Saved entries →
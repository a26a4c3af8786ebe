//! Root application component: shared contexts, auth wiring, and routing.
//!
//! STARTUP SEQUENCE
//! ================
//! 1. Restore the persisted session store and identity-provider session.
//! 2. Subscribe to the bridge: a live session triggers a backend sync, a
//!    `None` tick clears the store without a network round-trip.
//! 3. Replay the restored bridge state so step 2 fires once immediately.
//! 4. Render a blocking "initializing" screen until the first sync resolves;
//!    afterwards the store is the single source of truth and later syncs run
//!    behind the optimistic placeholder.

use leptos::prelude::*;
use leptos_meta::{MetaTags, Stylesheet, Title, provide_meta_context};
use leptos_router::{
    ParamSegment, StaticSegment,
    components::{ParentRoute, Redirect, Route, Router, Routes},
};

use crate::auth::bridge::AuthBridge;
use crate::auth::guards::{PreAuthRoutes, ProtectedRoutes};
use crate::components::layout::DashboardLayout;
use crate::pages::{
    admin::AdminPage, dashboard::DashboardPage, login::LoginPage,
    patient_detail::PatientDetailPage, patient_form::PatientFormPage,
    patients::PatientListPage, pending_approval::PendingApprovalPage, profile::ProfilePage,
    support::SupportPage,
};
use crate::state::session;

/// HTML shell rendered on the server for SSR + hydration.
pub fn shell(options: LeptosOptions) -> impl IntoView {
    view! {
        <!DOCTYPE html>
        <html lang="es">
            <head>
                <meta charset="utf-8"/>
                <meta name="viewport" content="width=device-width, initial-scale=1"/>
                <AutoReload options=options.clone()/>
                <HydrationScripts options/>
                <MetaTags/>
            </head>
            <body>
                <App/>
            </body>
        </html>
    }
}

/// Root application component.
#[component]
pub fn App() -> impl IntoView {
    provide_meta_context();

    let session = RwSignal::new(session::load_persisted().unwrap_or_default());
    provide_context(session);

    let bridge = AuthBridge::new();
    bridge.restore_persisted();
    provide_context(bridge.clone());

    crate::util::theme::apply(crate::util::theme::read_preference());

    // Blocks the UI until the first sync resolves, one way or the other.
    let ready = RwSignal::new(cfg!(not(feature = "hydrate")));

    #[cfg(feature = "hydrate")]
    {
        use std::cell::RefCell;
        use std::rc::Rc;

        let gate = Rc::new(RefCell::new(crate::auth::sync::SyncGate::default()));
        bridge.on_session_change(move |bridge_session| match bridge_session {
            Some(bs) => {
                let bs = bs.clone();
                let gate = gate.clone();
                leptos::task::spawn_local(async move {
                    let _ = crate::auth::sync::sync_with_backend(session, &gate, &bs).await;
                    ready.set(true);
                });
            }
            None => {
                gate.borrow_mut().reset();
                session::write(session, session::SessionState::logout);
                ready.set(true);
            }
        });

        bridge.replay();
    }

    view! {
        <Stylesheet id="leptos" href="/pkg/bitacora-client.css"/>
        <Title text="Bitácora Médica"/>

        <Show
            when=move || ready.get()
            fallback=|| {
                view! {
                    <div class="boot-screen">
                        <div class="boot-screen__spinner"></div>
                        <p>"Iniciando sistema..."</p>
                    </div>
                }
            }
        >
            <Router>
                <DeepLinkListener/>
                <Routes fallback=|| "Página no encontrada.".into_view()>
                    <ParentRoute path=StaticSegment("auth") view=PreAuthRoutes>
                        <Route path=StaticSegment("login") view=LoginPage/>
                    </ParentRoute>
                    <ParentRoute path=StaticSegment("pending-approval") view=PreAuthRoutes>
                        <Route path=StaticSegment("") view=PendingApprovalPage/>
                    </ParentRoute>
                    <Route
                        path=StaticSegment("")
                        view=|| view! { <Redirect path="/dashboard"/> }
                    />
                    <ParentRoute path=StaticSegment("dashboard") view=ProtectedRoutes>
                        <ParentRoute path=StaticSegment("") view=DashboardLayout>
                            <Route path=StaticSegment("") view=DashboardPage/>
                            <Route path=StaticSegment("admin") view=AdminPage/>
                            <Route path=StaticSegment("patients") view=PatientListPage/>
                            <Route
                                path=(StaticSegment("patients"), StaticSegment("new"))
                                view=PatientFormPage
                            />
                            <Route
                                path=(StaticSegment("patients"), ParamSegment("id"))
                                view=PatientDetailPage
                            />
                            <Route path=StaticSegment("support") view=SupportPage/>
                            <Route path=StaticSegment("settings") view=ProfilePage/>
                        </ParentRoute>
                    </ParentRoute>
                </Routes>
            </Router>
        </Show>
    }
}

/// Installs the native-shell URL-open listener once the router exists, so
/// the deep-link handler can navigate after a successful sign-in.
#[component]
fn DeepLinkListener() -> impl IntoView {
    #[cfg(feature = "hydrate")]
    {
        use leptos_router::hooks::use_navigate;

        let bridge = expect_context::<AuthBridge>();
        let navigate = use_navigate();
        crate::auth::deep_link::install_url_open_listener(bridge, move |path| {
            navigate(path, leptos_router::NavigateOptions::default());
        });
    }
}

Required work → From the entries above, copy every line containing the word "None".

Problem solution →
//!    `None` tick clears the store without a network round-trip.
            None => {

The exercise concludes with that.